- _Source records_:
- - -

use ffc_terminal::playoffs::{
    game_line, group_rounds, round_label, series_summary, HIGHER_SEED_HOME_MATCHES,
};
use ffc_terminal::sample;
use ffc_terminal::standings::group_standings;

#[test]
fn standings_group_by_conference_then_division() {
    let groups = group_standings(&sample::standings());
    let conferences: Vec<&str> = groups.iter().map(|g| g.conference.as_str()).collect();
    assert_eq!(conferences, vec!["Eastern", "Western"]);

    let eastern = &groups[0];
    let divisions: Vec<&str> = eastern
        .divisions
        .iter()
        .map(|d| d.division.as_str())
        .collect();
    assert_eq!(divisions, vec!["Atlantic", "Metropolitan"]);
}

#[test]
fn standings_grouping_preserves_source_order() {
    let rows = sample::standings();
    let groups = group_standings(&rows);
    let atlantic = &groups[0].divisions[0];
    let teams: Vec<&str> = atlantic
        .rows
        .iter()
        .map(|r| r.team_full_name.as_str())
        .collect();
    assert_eq!(
        teams,
        vec!["Boston Bruins", "Toronto Maple Leafs", "Tampa Bay Lightning"]
    );
}

#[test]
fn empty_standings_group_to_nothing() {
    assert!(group_standings(&[]).is_empty());
}

#[test]
fn round_four_is_the_final() {
    assert_eq!(round_label(1), "Round 1");
    assert_eq!(round_label(3), "Round 3");
    assert_eq!(round_label(4), "Final");
}

#[test]
fn rounds_come_out_descending() {
    let rounds = group_rounds(&sample::playoff_games());
    let numbers: Vec<u32> = rounds.iter().map(|r| r.round).collect();
    assert_eq!(numbers, vec![4, 1]);
    assert_eq!(rounds[0].label, "Final");
}

#[test]
fn home_ice_parity_decides_the_higher_seed() {
    let games = sample::playoff_games();
    let series: Vec<_> = games
        .iter()
        .filter(|g| g.matchup == "WPG-BOS")
        .cloned()
        .collect();

    // Last game is match 3, played on the lower seed's ice, so the away
    // team of that game is the higher seed.
    let last = series.last().expect("series has games");
    assert!(!HIGHER_SEED_HOME_MATCHES.contains(&last.match_number));
    let summary = series_summary(&series).expect("series summary");
    assert_eq!(summary.higher_seed.full_name, "Winnipeg Jets");
    assert_eq!(summary.lower_seed.full_name, "Boston Bruins");
    assert_eq!(summary.higher_seed.series_score, 2);
    assert_eq!(summary.lower_seed.series_score, 1);

    // After game 2 the higher seed was the home team.
    let through_two: Vec<_> = series[..2].to_vec();
    let summary = series_summary(&through_two).expect("series summary");
    assert_eq!(summary.higher_seed.full_name, "Winnipeg Jets");
    assert_eq!(summary.lower_seed.series_score, 1);
}

#[test]
fn series_summary_of_no_games_is_none() {
    assert!(series_summary(&[]).is_none());
}

#[test]
fn game_lines_flag_overtime() {
    let games = sample::playoff_games();
    let ot_game = games
        .iter()
        .find(|g| g.period_type == "OT")
        .expect("sample has an OT game");
    assert!(game_line(ot_game).contains("(OT)"));

    let reg_game = games
        .iter()
        .find(|g| g.period_type == "REG")
        .expect("sample has a regulation game");
    assert!(!game_line(reg_game).contains("(OT)"));
}

#[test]
fn matchups_keep_first_appearance_order_within_a_round() {
    let mut games = sample::playoff_games();
    // Add a second round-1 series after the first one.
    let mut extra = games[0].clone();
    extra.matchup = "CAR-NYR".to_string();
    extra.home_team_full_name = "Carolina Hurricanes".to_string();
    extra.away_team_full_name = "New York Rangers".to_string();
    games.push(extra);

    let rounds = group_rounds(&games);
    let round_one = rounds.iter().find(|r| r.round == 1).expect("round 1");
    let matchups: Vec<&str> = round_one.matchups.iter().map(|m| m.matchup.as_str()).collect();
    assert_eq!(matchups, vec!["WPG-BOS", "CAR-NYR"]);
}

- - -

- _Aim of the task_: In the listing, how many lines carry the string "conferences"? Answer with a number only.

- _Solution to the problem_: 2